Second option is read up a big buffer, find a newline from the end of it and run global match on this chunk. Copy the (hopefully small) tail to the beginning of buffer and read into the rest.

The example below assumes you can't have line bigger then some buffer size.

(it's a sketch, untested)

alert = regex(..., "gm");
ubyte[] buffer = new ubyte[64*1024];
ubyte[] slice = buffer[];
auto hasData = true;
while(hasData){
        size_t got = file.rawRead(slice).length;
        // + tail from prev iteration
        auto usable = got + buffer.length - slice.length;
        if(got < slice.length)
                hasData = false;
        auto idx = indexOf(retro(buffer[0..got]), '\n');
        if(idx < 0){
                slice = buffer[];
                continue;
        }
        size_t lastLF = got-idx;
        char[] piece = cast(char[])buffer[0..lastLF];
        foreach(m; match(piece, alert))
        {
                //old code here
        }
        copy(buffer[lastLF..$], buffer[]); //copy leftover to front
        slice = buffer[$-lastLF..$]; //read into the rest of buffer
}

This is how I'd go about it ATM if speed is important.

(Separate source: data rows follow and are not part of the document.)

//! Upstream movie database (IMDb-api style) client.
//!
//! Three GET endpoints: search by title, title detail by id, ratings by id.
//! Any non-200 status, transport error or unparsable JSON collapses to
//! [`Fetched::Unavailable`] at this boundary instead of propagating.

mod client;
mod models;

pub use client::{ImdbClient, MovieDatabase};
pub use models::{Fetched, FilmId, RatingsResponse, SearchCandidate, SearchResponse, TitleResponse};
// `continual` - drives the cycle monitor and pays out every completed
// cycle automatically. Per-cycle failures are reported and the loop
// continues with the next cycle.

use std::path::Path;
use std::sync::Arc;

use bakerpay_core::engines::{
    ExecutePayoutsEngines, ExecutePayoutsOptions, GeneratePayoutsEngines, GeneratePayoutsOptions,
};
use bakerpay_core::error::Result;
use bakerpay_core::execute::execute_payouts;
use bakerpay_core::generate::generate_payouts;
use bakerpay_core::monitor::{CycleMonitor, CycleMonitorOptions};
use bakerpay_core::prepare::prepare_payouts;
use bakerpay_core::protected::ProtectedSection;
use bakerpay_core::reports_store::FsReporter;

use crate::commands::common::{admin_notifier, load_configuration_and_engines, Engines};
use crate::notifications;
use crate::print_info;

async fn pay_cycle(engines: &Engines, workdir: &Path, cycle: i64) -> Result<usize> {
    let config = engines.config.clone();
    let admin_notify = admin_notifier(&config);

    let blueprint = generate_payouts(
        config.clone(),
        GeneratePayoutsEngines {
            collector: engines.collector.clone(),
            signer: engines.signer.clone(),
            hooks: engines.hooks.clone(),
            admin_notify: admin_notify.clone(),
        },
        &GeneratePayoutsOptions {
            cycle,
            skip_balance_check: false,
            // unattended: hold the cycle until the wallet is funded
            wait_for_sufficient_balance: true,
        },
    )
    .await?;

    let reporter = FsReporter::new(workdir);
    let prepared = prepare_payouts(blueprint, &config.baker, &reporter)?;
    if prepared.valid_payouts.is_empty() {
        log::info!("cycle {}: nothing to pay out", cycle);
        return Ok(0);
    }

    let section = Arc::new(ProtectedSection::new());
    section.install_os_handler();
    let results = execute_payouts(
        &prepared,
        &ExecutePayoutsEngines {
            collector: engines.collector.clone(),
            signer: engines.signer.clone(),
            transactor: engines.transactor.clone(),
            admin_notify: admin_notify.clone(),
        },
        &reporter,
        &ExecutePayoutsOptions::default(),
        section,
    )
    .await?;
    engines.hooks.close_scoped().await;

    let failed = results.iter().filter(|r| !r.is_success()).count();
    if failed > 0 {
        (admin_notify)(&format!(
            "cycle {}: {} of {} batches failed",
            cycle,
            failed,
            results.len()
        ));
    } else {
        notifications::notify_payouts_processed(
            &config.notifications,
            &prepared.blueprint.summary,
            None,
        )
        .await;
    }
    Ok(results.len())
}

pub async fn run(
    config_path: &Path,
    workdir: &Path,
    notification_delay: i64,
    check_frequency: u64,
) -> Result<()> {
    let engines = load_configuration_and_engines(config_path, workdir).await?;

    let mut monitor = CycleMonitor::spawn(
        engines.collector.clone(),
        CycleMonitorOptions {
            notification_delay,
            check_frequency_secs: check_frequency,
        },
    );
    print_info("tracking cycles... (cancel with Ctrl-C)");

    // Ctrl-C cancels the monitor; the stream then closes and the loop ends
    {
        let monitor_cancel = monitor.cancel_handle();
        tokio::spawn(async move {
            let _ = tokio::signal::ctrl_c().await;
            log::warn!("interrupt received, stopping cycle monitor");
            monitor_cancel();
        });
    }

    while let Some(cycle) = monitor.next_completed_cycle().await {
        log::info!("cycle {} completed, starting payout", cycle);
        match pay_cycle(&engines, workdir, cycle).await {
            Ok(batches) => log::info!("cycle {} paid out in {} batches", cycle, batches),
            Err(err) => {
                log::error!("failed to pay out cycle {} - {}", cycle, err);
                (admin_notifier(&engines.config))(&format!(
                    "failed to pay out cycle {} - {}",
                    cycle, err
                ));
            }
        }
    }

    engines.hooks.close_all().await;
    print_info("cycle monitor stopped");
    Ok(())
}
// Stage 4: move the baker's cut out of each bond.

use super::PayoutGenerationContext;
use crate::bps_portion;
use crate::engines::{execute_hook, GeneratePayoutsOptions};
use crate::enums::Hook;
use crate::error::Result;

pub async fn collect_baker_fee(
    ctx: &mut PayoutGenerationContext,
    _options: &GeneratePayoutsOptions,
) -> Result<()> {
    log::debug!("collecting baker fees");
    for bonded in ctx.bonded.iter_mut().filter(|b| !b.candidate.is_invalid) {
        let fee = bps_portion(bonded.bonds_amount, bonded.candidate.fee_rate_bps);
        bonded.fee = fee;
        bonded.bonds_amount -= fee;
    }

    execute_hook(
        ctx.engines.hooks.as_ref(),
        Hook::OnFeesCollection,
        "0.1",
        &mut ctx.bonded,
    )
    .await?;

    ctx.baker_fees_amount += ctx
        .bonded
        .iter()
        .filter(|b| !b.candidate.is_invalid)
        .map(|b| b.fee)
        .sum::<crate::Mutez>();
    Ok(())
}

#[cfg(test)]
mod tests {
    use super::*;
    use crate::generate::tests::context_with;
    use crate::generate::{distribute_bonds, generate_candidates};

    #[tokio::test]
    async fn test_five_percent_fee() {
        let mut ctx = context_with(|fixture| {
            fixture.staking(1_000_000_000);
            fixture.rewards(100_000_000);
            fixture.delegator(1, 1_000_000_000);
            fixture.fee_bps(500);
        });
        generate_candidates(&mut ctx, &Default::default())
            .await
            .unwrap();
        distribute_bonds(&mut ctx, &Default::default()).await.unwrap();
        collect_baker_fee(&mut ctx, &Default::default()).await.unwrap();
        assert_eq!(ctx.bonded[0].bonds_amount, 95_000_000);
        assert_eq!(ctx.bonded[0].fee, 5_000_000);
        assert_eq!(ctx.baker_fees_amount, 5_000_000);
    }

    #[tokio::test]
    async fn test_zero_fee_leaves_gross_share() {
        let mut ctx = context_with(|fixture| {
            fixture.staking(1_000_000);
            fixture.rewards(100_000);
            fixture.delegator(1, 1_000_000);
            fixture.fee_bps(0);
        });
        generate_candidates(&mut ctx, &Default::default())
            .await
            .unwrap();
        distribute_bonds(&mut ctx, &Default::default()).await.unwrap();
        collect_baker_fee(&mut ctx, &Default::default()).await.unwrap();
        assert_eq!(ctx.bonded[0].bonds_amount, 100_000);
        assert_eq!(ctx.baker_fees_amount, 0);
    }

    #[tokio::test]
    async fn test_full_fee_zeroes_bond() {
        let mut ctx = context_with(|fixture| {
            fixture.staking(1_000_000);
            fixture.rewards(100_000);
            fixture.delegator(1, 1_000_000);
            fixture.fee_bps(10_000);
        });
        generate_candidates(&mut ctx, &Default::default())
            .await
            .unwrap();
        distribute_bonds(&mut ctx, &Default::default()).await.unwrap();
        collect_baker_fee(&mut ctx, &Default::default()).await.unwrap();
        assert_eq!(ctx.bonded[0].bonds_amount, 0);
        assert_eq!(ctx.baker_fees_amount, 100_000);
    }
}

Using the above example i parse about 700K lines per second (i'm reading
from an SSD). If i comment out the regex match function, i read at 4.5M
lines per second. Considering i need to use about 8 regex matches and
extract data, this figure further drops to about 100K lines per second.

Like test 8 separate patterns? This would multiply aforementioned malloc/free by 8. One idea is to try putting them all in a single regex with alternations '|'.


Is there anything i can do to speed up regex matching in such a
scenario? Are there any tips you can share to speed things up?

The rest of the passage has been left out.